#### MATERIALS PROVIDED

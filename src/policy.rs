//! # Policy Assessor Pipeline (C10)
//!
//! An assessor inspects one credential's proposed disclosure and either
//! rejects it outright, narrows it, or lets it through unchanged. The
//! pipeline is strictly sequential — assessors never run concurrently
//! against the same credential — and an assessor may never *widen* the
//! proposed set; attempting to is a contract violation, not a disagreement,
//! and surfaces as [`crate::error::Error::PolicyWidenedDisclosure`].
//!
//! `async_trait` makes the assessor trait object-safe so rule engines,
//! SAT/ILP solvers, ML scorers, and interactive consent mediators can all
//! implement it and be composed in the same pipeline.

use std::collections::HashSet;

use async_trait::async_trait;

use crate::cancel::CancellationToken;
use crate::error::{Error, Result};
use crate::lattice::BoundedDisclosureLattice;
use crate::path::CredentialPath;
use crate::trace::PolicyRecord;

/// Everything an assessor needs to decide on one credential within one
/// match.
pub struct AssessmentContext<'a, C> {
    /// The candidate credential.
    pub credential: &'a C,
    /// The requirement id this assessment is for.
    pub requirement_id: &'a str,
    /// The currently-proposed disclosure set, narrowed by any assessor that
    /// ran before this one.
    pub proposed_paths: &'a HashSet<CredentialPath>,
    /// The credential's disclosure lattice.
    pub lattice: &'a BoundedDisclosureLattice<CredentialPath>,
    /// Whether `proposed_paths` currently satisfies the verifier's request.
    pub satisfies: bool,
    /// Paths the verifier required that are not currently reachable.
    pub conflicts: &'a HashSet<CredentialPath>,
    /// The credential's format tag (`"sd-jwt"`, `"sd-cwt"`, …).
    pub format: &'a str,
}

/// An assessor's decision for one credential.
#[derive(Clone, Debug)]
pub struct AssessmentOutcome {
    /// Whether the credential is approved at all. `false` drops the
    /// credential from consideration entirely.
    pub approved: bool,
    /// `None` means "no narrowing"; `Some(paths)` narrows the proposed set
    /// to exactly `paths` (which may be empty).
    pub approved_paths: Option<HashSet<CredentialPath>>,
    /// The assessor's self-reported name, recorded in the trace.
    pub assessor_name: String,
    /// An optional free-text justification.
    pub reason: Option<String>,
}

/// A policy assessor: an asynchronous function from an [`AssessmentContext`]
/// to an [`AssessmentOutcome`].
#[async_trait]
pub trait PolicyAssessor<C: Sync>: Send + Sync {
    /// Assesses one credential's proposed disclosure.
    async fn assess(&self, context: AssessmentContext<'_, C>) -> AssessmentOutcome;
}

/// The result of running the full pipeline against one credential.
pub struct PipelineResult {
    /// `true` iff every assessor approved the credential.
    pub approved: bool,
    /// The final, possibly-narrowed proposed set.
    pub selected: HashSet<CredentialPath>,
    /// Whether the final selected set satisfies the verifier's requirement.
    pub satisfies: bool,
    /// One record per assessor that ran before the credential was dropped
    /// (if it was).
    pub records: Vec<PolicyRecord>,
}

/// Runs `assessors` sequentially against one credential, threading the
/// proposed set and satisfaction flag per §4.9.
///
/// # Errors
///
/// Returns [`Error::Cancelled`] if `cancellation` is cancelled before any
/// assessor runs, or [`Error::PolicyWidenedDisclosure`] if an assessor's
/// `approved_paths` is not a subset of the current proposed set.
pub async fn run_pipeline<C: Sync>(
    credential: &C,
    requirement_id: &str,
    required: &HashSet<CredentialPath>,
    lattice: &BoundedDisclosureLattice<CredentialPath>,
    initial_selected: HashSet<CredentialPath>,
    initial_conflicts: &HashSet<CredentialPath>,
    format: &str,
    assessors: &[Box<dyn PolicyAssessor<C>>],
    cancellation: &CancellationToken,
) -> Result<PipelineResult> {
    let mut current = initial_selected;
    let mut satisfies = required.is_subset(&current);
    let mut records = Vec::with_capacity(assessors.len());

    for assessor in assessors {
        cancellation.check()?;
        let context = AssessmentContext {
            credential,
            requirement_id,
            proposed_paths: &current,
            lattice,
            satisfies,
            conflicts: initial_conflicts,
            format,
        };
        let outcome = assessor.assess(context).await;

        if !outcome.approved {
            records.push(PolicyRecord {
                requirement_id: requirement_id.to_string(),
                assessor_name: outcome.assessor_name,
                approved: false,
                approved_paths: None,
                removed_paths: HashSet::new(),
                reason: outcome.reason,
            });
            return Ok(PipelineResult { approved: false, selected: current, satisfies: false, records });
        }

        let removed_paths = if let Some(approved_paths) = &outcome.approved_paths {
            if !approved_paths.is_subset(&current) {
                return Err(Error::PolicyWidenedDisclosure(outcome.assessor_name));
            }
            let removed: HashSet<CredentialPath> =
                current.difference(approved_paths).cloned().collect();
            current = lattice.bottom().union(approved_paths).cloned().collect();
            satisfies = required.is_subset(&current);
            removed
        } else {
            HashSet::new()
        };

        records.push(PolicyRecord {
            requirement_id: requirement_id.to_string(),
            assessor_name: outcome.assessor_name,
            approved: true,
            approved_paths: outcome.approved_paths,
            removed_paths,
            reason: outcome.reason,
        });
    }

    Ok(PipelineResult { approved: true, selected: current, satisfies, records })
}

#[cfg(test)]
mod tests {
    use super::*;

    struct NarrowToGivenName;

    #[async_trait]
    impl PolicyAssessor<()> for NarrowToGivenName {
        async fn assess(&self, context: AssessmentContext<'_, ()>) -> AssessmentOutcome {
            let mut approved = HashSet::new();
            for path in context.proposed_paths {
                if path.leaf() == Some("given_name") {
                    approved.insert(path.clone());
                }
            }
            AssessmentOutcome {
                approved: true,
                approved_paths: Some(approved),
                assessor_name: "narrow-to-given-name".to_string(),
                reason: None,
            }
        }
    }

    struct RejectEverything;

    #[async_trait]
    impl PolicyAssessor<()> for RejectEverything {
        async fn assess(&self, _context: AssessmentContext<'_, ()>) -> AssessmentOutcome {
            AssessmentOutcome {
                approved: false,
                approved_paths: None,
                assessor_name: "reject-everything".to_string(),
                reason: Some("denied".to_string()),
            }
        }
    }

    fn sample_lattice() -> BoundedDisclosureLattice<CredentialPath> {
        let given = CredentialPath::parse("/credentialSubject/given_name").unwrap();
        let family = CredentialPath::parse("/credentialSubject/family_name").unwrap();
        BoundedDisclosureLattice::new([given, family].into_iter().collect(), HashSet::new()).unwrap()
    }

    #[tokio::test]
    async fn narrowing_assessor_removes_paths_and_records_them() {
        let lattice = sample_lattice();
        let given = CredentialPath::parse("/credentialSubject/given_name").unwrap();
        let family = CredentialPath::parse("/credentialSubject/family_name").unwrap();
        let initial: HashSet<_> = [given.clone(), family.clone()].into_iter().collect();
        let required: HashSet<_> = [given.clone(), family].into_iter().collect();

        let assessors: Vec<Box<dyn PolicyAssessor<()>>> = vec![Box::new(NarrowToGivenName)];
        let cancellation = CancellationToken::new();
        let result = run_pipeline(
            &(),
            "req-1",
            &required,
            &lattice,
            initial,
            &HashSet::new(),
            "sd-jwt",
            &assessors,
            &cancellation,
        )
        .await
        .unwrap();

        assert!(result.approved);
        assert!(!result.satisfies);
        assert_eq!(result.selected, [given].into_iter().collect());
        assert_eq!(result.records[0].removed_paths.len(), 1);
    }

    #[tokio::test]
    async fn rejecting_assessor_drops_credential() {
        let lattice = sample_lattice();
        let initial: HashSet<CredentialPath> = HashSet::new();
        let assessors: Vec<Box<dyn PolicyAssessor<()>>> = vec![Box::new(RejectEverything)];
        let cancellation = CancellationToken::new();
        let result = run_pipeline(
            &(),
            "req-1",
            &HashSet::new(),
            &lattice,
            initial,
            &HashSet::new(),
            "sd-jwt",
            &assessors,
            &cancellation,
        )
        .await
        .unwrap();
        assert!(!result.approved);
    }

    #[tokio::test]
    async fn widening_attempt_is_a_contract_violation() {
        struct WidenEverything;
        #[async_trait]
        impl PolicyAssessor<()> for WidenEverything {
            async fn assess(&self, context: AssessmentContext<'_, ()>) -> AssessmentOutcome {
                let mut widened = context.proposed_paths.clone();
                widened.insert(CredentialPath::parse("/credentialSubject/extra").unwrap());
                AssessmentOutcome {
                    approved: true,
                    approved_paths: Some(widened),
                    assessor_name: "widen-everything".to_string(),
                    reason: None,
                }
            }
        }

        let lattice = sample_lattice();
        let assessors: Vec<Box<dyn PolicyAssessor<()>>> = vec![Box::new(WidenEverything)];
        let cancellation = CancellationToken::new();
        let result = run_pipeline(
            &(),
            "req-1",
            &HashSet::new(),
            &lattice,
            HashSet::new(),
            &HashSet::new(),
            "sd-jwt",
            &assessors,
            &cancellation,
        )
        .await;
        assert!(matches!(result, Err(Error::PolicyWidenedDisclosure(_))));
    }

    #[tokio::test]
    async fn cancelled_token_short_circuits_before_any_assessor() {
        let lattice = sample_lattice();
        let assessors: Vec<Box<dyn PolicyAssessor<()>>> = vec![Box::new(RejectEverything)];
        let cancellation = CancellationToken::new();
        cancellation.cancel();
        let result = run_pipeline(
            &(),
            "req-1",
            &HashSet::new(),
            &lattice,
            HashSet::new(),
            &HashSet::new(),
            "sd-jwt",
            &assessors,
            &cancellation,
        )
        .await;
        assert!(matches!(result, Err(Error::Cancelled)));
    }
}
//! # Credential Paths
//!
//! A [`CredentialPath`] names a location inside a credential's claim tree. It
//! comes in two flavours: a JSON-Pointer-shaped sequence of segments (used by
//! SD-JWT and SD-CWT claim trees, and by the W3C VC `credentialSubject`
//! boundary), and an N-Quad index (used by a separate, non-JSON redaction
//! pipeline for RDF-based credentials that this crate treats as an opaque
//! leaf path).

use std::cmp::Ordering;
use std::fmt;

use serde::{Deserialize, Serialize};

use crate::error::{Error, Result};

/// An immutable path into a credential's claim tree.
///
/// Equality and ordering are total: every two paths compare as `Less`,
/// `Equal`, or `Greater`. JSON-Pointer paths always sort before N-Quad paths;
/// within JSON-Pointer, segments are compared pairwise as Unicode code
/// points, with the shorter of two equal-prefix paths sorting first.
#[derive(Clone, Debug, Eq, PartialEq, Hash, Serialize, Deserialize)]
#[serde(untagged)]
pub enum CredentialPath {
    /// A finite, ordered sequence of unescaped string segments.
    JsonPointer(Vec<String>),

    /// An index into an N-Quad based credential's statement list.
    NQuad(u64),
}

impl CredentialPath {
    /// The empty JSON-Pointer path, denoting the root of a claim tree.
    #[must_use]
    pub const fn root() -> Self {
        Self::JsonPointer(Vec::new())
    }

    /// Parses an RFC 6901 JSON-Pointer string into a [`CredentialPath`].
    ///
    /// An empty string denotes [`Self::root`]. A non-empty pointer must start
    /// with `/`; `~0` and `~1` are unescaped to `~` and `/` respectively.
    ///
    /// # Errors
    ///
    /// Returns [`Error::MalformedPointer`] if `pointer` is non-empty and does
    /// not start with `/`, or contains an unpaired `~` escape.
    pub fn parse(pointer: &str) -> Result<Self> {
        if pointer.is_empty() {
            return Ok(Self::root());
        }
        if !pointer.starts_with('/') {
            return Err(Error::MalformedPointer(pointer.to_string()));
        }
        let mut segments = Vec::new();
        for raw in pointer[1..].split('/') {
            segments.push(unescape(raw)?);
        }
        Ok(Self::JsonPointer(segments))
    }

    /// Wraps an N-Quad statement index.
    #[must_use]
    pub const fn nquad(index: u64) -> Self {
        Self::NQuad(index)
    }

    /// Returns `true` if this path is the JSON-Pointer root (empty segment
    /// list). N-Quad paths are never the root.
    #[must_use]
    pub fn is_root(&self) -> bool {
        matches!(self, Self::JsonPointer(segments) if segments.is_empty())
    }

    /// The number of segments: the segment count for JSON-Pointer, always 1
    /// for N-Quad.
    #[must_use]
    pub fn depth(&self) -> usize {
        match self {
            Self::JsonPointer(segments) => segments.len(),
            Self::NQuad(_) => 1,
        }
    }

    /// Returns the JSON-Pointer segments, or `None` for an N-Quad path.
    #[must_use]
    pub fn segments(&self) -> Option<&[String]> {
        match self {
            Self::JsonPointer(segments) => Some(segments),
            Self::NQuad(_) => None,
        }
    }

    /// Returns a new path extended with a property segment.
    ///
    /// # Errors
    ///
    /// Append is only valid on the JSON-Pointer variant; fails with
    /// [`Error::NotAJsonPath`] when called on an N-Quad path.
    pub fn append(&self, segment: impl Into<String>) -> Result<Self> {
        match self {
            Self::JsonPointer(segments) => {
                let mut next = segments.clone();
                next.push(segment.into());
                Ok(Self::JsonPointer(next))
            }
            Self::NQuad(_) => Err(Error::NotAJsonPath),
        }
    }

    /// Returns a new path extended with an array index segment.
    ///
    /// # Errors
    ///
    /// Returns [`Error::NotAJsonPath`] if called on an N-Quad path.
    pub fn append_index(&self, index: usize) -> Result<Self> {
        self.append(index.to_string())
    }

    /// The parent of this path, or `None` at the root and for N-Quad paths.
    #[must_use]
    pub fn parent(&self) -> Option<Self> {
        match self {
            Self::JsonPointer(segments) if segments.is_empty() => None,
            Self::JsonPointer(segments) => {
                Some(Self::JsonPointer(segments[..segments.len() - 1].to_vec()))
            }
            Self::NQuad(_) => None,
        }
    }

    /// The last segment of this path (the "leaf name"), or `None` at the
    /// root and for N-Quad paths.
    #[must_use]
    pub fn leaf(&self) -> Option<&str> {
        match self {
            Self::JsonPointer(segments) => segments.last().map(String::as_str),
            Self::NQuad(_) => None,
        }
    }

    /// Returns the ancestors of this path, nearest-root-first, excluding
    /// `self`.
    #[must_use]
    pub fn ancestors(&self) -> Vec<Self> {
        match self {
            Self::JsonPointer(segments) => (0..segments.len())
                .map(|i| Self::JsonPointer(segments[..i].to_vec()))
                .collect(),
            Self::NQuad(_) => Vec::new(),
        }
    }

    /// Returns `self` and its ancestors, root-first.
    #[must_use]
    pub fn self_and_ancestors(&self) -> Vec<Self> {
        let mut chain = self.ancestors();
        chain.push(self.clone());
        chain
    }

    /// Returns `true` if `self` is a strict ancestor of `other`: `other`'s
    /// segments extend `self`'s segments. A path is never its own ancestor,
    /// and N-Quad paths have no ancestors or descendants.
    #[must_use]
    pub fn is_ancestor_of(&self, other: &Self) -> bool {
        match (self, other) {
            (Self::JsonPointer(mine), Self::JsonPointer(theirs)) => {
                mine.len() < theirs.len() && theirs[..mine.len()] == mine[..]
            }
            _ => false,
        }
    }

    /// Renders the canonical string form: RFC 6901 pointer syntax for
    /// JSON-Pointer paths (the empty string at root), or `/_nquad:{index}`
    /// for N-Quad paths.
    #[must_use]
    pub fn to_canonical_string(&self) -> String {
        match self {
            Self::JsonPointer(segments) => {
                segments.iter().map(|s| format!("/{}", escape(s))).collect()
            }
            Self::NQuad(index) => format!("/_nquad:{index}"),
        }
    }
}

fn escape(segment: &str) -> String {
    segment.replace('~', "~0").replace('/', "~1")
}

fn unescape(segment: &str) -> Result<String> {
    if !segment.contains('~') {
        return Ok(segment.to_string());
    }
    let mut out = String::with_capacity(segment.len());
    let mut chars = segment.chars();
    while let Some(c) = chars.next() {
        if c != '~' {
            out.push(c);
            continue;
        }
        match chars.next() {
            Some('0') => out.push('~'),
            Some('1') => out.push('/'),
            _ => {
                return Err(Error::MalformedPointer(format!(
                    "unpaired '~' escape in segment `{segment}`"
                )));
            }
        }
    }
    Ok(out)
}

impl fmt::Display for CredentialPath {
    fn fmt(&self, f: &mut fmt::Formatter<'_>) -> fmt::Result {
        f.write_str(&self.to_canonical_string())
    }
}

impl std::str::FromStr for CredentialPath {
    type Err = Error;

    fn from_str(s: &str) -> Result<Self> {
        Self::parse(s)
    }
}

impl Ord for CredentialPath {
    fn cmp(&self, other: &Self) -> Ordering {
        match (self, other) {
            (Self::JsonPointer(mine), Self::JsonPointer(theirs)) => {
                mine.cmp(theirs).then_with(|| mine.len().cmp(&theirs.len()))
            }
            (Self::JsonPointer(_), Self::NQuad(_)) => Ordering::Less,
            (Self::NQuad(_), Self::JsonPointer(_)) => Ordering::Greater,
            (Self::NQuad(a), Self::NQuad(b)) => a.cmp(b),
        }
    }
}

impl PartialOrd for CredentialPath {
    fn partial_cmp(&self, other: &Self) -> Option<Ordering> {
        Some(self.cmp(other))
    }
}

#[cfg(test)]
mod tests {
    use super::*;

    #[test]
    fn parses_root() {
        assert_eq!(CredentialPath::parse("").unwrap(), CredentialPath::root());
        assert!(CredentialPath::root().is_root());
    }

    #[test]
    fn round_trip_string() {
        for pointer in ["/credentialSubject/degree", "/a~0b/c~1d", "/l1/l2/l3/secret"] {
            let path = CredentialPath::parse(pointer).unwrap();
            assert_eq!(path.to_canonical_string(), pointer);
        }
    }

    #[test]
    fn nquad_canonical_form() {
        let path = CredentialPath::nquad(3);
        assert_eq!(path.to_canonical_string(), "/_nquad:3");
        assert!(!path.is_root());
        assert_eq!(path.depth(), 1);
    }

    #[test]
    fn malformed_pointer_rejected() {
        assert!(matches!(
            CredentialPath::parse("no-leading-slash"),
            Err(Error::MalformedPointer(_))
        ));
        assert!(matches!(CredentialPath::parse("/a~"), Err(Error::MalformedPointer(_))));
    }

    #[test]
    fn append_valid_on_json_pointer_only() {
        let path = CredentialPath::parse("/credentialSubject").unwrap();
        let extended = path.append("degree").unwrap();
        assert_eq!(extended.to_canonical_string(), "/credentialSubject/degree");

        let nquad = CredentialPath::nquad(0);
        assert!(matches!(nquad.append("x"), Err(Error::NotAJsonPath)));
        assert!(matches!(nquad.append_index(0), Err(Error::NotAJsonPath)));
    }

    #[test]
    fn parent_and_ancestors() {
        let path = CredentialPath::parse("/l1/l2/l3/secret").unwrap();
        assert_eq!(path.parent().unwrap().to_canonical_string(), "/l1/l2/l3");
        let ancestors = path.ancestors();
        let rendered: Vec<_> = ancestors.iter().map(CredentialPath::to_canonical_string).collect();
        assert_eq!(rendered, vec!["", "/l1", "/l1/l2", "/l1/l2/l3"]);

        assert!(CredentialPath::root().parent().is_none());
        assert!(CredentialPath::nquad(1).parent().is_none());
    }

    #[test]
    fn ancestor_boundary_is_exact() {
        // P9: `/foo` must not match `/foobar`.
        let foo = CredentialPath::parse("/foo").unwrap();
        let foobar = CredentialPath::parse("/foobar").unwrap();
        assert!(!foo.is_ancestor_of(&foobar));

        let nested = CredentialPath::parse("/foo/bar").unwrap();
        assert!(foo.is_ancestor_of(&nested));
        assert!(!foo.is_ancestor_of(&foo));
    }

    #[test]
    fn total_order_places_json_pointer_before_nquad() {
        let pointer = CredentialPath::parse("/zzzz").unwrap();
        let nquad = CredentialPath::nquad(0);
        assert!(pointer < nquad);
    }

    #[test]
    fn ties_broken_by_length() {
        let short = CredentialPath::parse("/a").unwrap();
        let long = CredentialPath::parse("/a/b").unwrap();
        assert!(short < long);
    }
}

########

- **WHAT TO PRODUCE**: Look above for the line containing "never run concurrently". Output from there through the line containing "pub credential: &'a", exactly and inclusively.

- **ANSWER TO THIS EXERCISE**:
//! pipeline is strictly sequential — assessors never run concurrently
//! against the same credential — and an assessor may never *widen* the
//! proposed set; attempting to is a contract violation, not a disagreement,
//! and surfaces as [`crate::error::Error::PolicyWidenedDisclosure`].
//!
//! `async_trait` makes the assessor trait object-safe so rule engines,
//! SAT/ILP solvers, ML scorers, and interactive consent mediators can all
//! implement it and be composed in the same pipeline.

use std::collections::HashSet;

use async_trait::async_trait;

use crate::cancel::CancellationToken;
use crate::error::{Error, Result};
use crate::lattice::BoundedDisclosureLattice;
use crate::path::CredentialPath;
use crate::trace::PolicyRecord;

/// Everything an assessor needs to decide on one credential within one
/// match.
pub struct AssessmentContext<'a, C> {
    /// The candidate credential.
    pub credential: &'a C,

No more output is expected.